-- Opening Marker --

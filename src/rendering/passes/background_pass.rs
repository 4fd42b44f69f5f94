use std::sync::Arc;

use wgpu::{
    Device, MultisampleState, PipelineCompilationOptions, RenderPass, RenderPassDescriptor,
    ShaderSource,
};

use crate::{
    asset_pipeline::materials::TextureData,
    rendering::{
        passes::pass::Pass,
        render_common::RenderCommon,
        shader_loader::{PipelineCache, PipelineCacheBuilder, PipelineId, ShaderDefinition},
        texture::Texture,
    },
};

const BACKGROUND_SHADER: ShaderDefinition = ShaderDefinition {
    name: "Background",
    path: "background.wgsl",
};

/// Draws the space backdrop as a fullscreen triangle, cover-fitted to the window.
pub struct BackgroundPass {
    pipeline_id: PipelineId,
    common: Arc<RenderCommon>,
    clear_color: wgpu::Color,
    _backdrop: Texture,
    backdrop_bind_group: wgpu::BindGroup,
}

pub struct BackgroundPassTextureViews {
    pub color: wgpu::TextureView,
}

impl BackgroundPass {
    pub fn new(
        device: &Device,
        queue: &wgpu::Queue,
        common: Arc<RenderCommon>,
        cache_builder: &mut PipelineCacheBuilder,
        backdrop: &TextureData,
        clear_color: wgpu::Color,
    ) -> anyhow::Result<Self> {
        let backdrop = Texture::from_data(
            device,
            queue,
            "Backdrop",
            backdrop,
            wgpu::TextureFormat::Rgba8UnormSrgb,
        );

        let sampler = device.create_sampler(&wgpu::SamplerDescriptor {
            label: Some("Backdrop sampler"),
            address_mode_u: wgpu::AddressMode::ClampToEdge,
            address_mode_v: wgpu::AddressMode::ClampToEdge,
            mag_filter: wgpu::FilterMode::Linear,
            min_filter: wgpu::FilterMode::Linear,
            ..Default::default()
        });

        let backdrop_bind_group_layout =
            device.create_bind_group_layout(&wgpu::BindGroupLayoutDescriptor {
                label: Some("Backdrop bind group layout"),
                entries: &[
                    wgpu::BindGroupLayoutEntry {
                        binding: 0,
                        visibility: wgpu::ShaderStages::FRAGMENT,
                        ty: wgpu::BindingType::Texture {
                            sample_type: wgpu::TextureSampleType::Float { filterable: true },
                            view_dimension: wgpu::TextureViewDimension::D2,
                            multisampled: false,
                        },
                        count: None,
                    },
                    wgpu::BindGroupLayoutEntry {
                        binding: 1,
                        visibility: wgpu::ShaderStages::FRAGMENT,
                        ty: wgpu::BindingType::Sampler(wgpu::SamplerBindingType::Filtering),
                        count: None,
                    },
                ],
            });

        let backdrop_bind_group = device.create_bind_group(&wgpu::BindGroupDescriptor {
            label: Some("Backdrop bind group"),
            layout: &backdrop_bind_group_layout,
            entries: &[
                wgpu::BindGroupEntry {
                    binding: 0,
                    resource: wgpu::BindingResource::TextureView(backdrop.view()),
                },
                wgpu::BindGroupEntry {
                    binding: 1,
                    resource: wgpu::BindingResource::Sampler(&sampler),
                },
            ],
        });

        let pipeline_layout = device.create_pipeline_layout(&wgpu::PipelineLayoutDescriptor {
            label: Some("Background Pipeline Layout"),
            bind_group_layouts: &[
                &common.global_uniform.bind_group_layout,
                &backdrop_bind_group_layout,
            ],
            push_constant_ranges: &[],
        });

        let factory_common = common.clone();
        let pipeline_id = cache_builder.add_shader(
            BACKGROUND_SHADER,
            Box::new(
                move |device: &Device, shader_def: &ShaderDefinition, source: &str| {
                    let shader = device.create_shader_module(wgpu::ShaderModuleDescriptor {
                        label: Some(shader_def.name),
                        source: ShaderSource::Wgsl(source.into()),
                    });

                    let pipeline = device.create_render_pipeline(&wgpu::RenderPipelineDescriptor {
                        label: Some("Background Pass Pipeline"),
                        layout: Some(&pipeline_layout),
                        vertex: wgpu::VertexState {
                            module: &shader,
                            entry_point: Some("vs_main"),
                            buffers: &[],
                            compilation_options: PipelineCompilationOptions::default(),
                        },
                        fragment: Some(wgpu::FragmentState {
                            module: &shader,
                            entry_point: Some("fs_main"),
                            targets: &[Some(wgpu::ColorTargetState {
                                format: factory_common.surface_format(),
                                blend: Some(wgpu::BlendState::REPLACE),
                                write_mask: wgpu::ColorWrites::ALL,
                            })],
                            compilation_options: PipelineCompilationOptions::default(),
                        }),
                        primitive: wgpu::PrimitiveState {
                            topology: wgpu::PrimitiveTopology::TriangleList,
                            strip_index_format: None,
                            front_face: wgpu::FrontFace::Ccw,
                            cull_mode: None,
                            polygon_mode: wgpu::PolygonMode::Fill,
                            unclipped_depth: false,
                            conservative: false,
                        },
                        depth_stencil: None,
                        multisample: MultisampleState::default(),
                        multiview: None,
                        cache: None,
                    });

                    Ok(pipeline)
                },
            ),
        );

        Ok(Self {
            pipeline_id,
            common,
            clear_color,
            _backdrop: backdrop,
            backdrop_bind_group,
        })
    }
}

impl Pass for BackgroundPass {
    type TextureViews = BackgroundPassTextureViews;

    fn render<'a, F>(
        &self,
        texture_views: &Self::TextureViews,
        encoder: &mut wgpu::CommandEncoder,
        pipeline_cache: &PipelineCache,
        render_callback: F,
    ) where
        F: FnOnce(&mut RenderPass) + 'a,
    {
        let mut render_pass = encoder.begin_render_pass(&RenderPassDescriptor {
            label: Some("Background Pass"),
            color_attachments: &[Some(wgpu::RenderPassColorAttachment {
                view: &texture_views.color,
                resolve_target: None,
                ops: wgpu::Operations {
                    load: wgpu::LoadOp::Clear(self.clear_color),
                    store: wgpu::StoreOp::Store,
                },
            })],
            depth_stencil_attachment: None,
            occlusion_query_set: None,
            timestamp_writes: None,
        });

        let Some(pipeline) = pipeline_cache.get(self.pipeline_id) else {
            return;
        };

        render_pass.set_pipeline(pipeline);
        render_pass.set_bind_group(0, &self.common.global_uniform.bind_group, &[]);
        render_pass.set_bind_group(1, &self.backdrop_bind_group, &[]);
        render_pass.draw(0..3, 0..1);

        render_callback(&mut render_pass);
    }
}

-- Closing Marker --

— Work to complete —
Copy each line above that contains the string "TextureData".

— Task output —
    asset_pipeline::materials::TextureData,
        backdrop: &TextureData,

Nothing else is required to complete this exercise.